___ DATA SHOWN ___
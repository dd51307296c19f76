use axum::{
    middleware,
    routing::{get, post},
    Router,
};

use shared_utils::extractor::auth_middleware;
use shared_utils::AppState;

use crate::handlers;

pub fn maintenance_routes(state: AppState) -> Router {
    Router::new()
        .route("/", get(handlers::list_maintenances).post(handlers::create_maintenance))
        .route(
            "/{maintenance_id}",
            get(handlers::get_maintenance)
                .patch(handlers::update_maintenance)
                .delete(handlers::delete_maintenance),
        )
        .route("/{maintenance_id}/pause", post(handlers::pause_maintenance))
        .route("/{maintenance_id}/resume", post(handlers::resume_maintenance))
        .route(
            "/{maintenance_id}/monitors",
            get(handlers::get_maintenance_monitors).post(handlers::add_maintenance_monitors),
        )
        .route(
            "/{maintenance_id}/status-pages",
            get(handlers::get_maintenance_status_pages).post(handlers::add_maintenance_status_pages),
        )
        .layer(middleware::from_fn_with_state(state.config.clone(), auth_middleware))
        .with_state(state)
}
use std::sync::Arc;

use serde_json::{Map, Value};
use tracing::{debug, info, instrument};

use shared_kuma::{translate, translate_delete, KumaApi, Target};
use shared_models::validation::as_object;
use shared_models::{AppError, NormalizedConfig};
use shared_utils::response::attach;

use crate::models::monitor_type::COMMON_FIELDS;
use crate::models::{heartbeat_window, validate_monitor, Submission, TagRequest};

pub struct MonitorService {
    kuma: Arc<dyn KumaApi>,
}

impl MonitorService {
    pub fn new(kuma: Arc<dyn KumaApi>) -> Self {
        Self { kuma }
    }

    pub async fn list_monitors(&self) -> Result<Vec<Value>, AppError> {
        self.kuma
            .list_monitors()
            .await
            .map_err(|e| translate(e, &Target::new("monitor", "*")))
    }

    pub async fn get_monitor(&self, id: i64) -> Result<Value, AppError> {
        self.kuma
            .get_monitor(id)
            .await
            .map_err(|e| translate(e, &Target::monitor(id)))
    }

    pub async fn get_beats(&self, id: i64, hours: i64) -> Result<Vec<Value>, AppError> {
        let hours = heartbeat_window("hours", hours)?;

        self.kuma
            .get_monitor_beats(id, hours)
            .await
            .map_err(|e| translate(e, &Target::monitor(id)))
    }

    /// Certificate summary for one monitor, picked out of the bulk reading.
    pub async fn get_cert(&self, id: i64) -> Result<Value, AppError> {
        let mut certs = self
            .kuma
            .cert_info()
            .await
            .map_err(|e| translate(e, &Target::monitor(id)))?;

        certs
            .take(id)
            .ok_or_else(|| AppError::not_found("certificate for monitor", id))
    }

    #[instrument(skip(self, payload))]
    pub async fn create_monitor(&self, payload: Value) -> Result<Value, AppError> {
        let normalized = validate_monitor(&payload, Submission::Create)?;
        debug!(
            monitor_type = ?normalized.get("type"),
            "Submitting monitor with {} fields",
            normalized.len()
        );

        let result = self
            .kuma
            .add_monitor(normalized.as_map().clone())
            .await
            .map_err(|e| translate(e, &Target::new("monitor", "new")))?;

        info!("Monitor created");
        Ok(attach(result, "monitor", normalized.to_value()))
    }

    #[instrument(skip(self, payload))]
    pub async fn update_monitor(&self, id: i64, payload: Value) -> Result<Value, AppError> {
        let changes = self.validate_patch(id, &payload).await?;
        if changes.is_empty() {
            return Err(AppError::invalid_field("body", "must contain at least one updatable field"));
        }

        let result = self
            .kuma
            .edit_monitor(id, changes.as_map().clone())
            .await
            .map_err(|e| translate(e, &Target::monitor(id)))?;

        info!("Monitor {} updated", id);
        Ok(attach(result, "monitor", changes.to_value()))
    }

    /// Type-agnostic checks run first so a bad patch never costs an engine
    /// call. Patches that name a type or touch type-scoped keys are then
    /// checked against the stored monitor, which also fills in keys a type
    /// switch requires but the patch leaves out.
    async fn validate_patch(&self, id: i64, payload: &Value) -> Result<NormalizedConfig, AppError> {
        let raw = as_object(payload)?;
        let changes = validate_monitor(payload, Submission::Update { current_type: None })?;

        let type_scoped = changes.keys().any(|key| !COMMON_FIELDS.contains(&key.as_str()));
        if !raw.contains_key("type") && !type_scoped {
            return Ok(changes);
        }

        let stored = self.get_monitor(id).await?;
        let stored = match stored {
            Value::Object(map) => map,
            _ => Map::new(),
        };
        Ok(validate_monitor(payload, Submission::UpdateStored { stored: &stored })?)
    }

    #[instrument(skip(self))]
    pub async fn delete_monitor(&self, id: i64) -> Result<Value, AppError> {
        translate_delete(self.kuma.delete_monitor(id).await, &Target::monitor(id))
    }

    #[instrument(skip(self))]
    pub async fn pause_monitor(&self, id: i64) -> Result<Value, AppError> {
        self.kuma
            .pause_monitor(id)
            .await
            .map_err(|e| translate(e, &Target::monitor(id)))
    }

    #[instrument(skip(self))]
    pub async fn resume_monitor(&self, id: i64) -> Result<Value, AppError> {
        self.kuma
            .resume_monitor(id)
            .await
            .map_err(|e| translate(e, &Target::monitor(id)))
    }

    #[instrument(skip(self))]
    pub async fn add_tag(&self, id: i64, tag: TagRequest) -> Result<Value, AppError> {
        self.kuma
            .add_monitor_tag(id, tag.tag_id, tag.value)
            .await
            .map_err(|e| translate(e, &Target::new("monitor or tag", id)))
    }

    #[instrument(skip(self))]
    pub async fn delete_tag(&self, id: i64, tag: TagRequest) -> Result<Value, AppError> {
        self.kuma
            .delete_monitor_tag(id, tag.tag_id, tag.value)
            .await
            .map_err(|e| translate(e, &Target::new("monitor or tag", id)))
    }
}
___
The reply should be nothing but the number of lines in the entries that include "KumaApi".

3